Güzel Sanatlar Fakültesi - gsf@gelisim.edu.tr

İç Mimarlık ve Çevre Tasarımı








 Arş. Gör. Merve Karadaban, Birey ve Mekân Dersine Konuk Oldu


İç Mimarlık ve Çevre Tasarımı Bölümü Arş. Gör. Merve Karadaban 5 Nisan 2022’de İstanbul Ticaret Üniversitesi’nde “Birey ve Mekân Dersi”nde yüksek lisans tezinin sunuşunu gerçekleştirdi.


İç Mimarlık ve Çevre Bölümü Arş. Gör. Merve Karadaban, 5 Nisan 2022 tarihinde İstanbul Ticaret Üniversitesi Mimarlık ve Tasarım Fakültesi Mimarlık Bölümü’nün Öğr. Gör. Pınar Geçkili Karaman'ın yürütücülüğünü yaptığı “Birey ve Mekân Dersi”nde yüksek lisans tezinin sunuşunu gerçekleştirdi.  Birey ve Mekân Dersi’nde, birey ve mekân arasındaki etkileşim sürecinin farklı yönleriyle ve çevresel psikoloji disiplini çerçevesinde incelenmesi, farklı ölçek ve işlevlerdeki mekânların tasarım süreçlerinde kullanıcı faktörünün irdelenmesi ve öğrencilerin kullanıcı beklentilerini dikkate alan mekânsal kalitenin sağlanabilmesine yönelik konular hakkında genel bilgilere ve yöntemlere sahip olması amaçlanmaktadır.

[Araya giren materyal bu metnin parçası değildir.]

//! Hotel management CLI commands.

use clap::{Args, Subcommand};
use serde::Serialize;
use tabled::Tabled;

use autoguide_client::api::hotels::{self, HotelPayload};
use autoguide_client::router::RouteName;
use autoguide_core::error::AppError;

use crate::output::{self, OutputFormat};

use super::AppContext;

/// Arguments for hotel commands
#[derive(Debug, Args)]
pub struct HotelsArgs {
    /// Hotel subcommand
    #[command(subcommand)]
    pub command: HotelCommand,
}

/// Hotel subcommands
#[derive(Debug, Subcommand)]
pub enum HotelCommand {
    /// List hotels
    List,
    /// Create a hotel
    Create {
        /// Short unique code
        code: String,
        /// Display name
        name: String,
        /// City
        city: String,
        /// Country
        country: String,
        /// Street address
        address: String,
        /// Cover image URL
        #[arg(long)]
        image_url: Option<String>,
    },
    /// Delete a hotel
    Delete {
        /// Hotel ID
        id: String,
    },
}

/// Hotel display row
#[derive(Debug, Serialize, Tabled)]
struct HotelRow {
    /// ID
    id: String,
    /// Code
    code: String,
    /// Name
    name: String,
    /// City
    city: String,
    /// Country
    country: String,
}

/// Execute hotel commands
pub async fn execute(
    args: &HotelsArgs,
    ctx: &AppContext,
    format: OutputFormat,
) -> Result<(), AppError> {
    if !ctx.enter_route(RouteName::Hotels) {
        return Ok(());
    }

    match &args.command {
        HotelCommand::List => {
            let items = hotels::fetch_hotels(&ctx.pipeline).await?;
            let rows: Vec<HotelRow> = items
                .iter()
                .map(|h| HotelRow {
                    id: h.id.chars().take(8).collect(),
                    code: h.code.clone(),
                    name: h.name.clone(),
                    city: h.city.clone(),
                    country: h.country.clone(),
                })
                .collect();
            output::print_list(&rows, format);
        }
        HotelCommand::Create {
            code,
            name,
            city,
            country,
            address,
            image_url,
        } => {
            let hotel = hotels::create_hotel(
                &ctx.pipeline,
                &HotelPayload {
                    code: code.clone(),
                    name: name.clone(),
                    city: city.clone(),
                    country: country.clone(),
                    address_line: address.clone(),
                    image_url: image_url.clone(),
                },
            )
            .await?;
            output::print_success(&format!("Created hotel {} ({})", hotel.name, hotel.id));
        }
        HotelCommand::Delete { id } => {
            hotels::delete_hotel(&ctx.pipeline, id).await?;
            output::print_success(&format!("Deleted hotel {id}"));
        }
    }
    Ok(())
}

Arş. Gör. Merve Karadaban, İstanbul Teknik Üniversitesi Fen Bilimleri Enstitüsü Mimari Tasarım Yüksek Lisans Programı’nda Doç. Dr. Fatma Erkök’ün danışmanlığında tamamladığı “Delikli Bir Kent Olarak İstanbul’a Bakmak: Kentin Müphem Alanlarına Dair Bir Araştırma” başlıklı yüksek lisans tezi üzerine yaptığı sunuş ile ilgili duygu ve düşüncelerini şu şekilde paylaştı:

“2020 yılında Doç .Dr. Fatma Erkök danışmanlığında tamamlamış olduğum tezim ‘Delikli Bir Kent Olarak İstanbul’a Bakmak: Kentin Müphem Alanlarına Dair Bir Araştırma’ hakkında gerçekleştirdiğim sunuşta sanayisizleşme süreci hakkında toplamaya çalıştığım bilgileri ve bu bilgiler ışığında İstanbul’un dönüşümünü anlama çabamı ifade etmeye çalıştım. Delikli kent aslında kapitalist kentin bir çelişkisinin tezahürü, tutarsız bir gelişimi olarak tanımlanıyor. Bir taraftan kent çeperlerinde bulunan kırsal alanlar kent içerisine dâhil edilirken, öbür taraftan da kent içerisinde bulunan arazilerin öngörülmeden çözülmesi; çoğu zaman da kırsal bir görünüme dönüşmesinden bahsediyoruz aslında. Bu anlamda kentsel alanın kırsalmış gibi duruşu, kırsal alanın kentsele doğru yaklaşması gibi bir muğlaklaşmadan, birbirine dönüşme hâlinden ama yine de bir kente ya da kıra dönüşmeme; arada kalma durumundan bahsediyoruz. Bu çalışmayı yaparken de bu çatlaklar olumludur olumsuzdur diye bakmak yerine “bu çatlaklar nasıl oluşuyor?”u (BU ŞEKİLDE OLMALI) anlamaya çalıştım diyebilirim. Tez sürecimde cevabını bulmaya çalıştığım ve derste de aktardığım, ‘kentsel büyüme, kentleşme, sanayileşmeden sanayisizleşmeye geçiş ve müphem alan’ hakkındaki bilgiler umarım öğrenciler için ilgi çekici olmuştur.”

Arş. Gör. Merve Karadaban’ı tebrik eder, başarılarının devamını dileriz.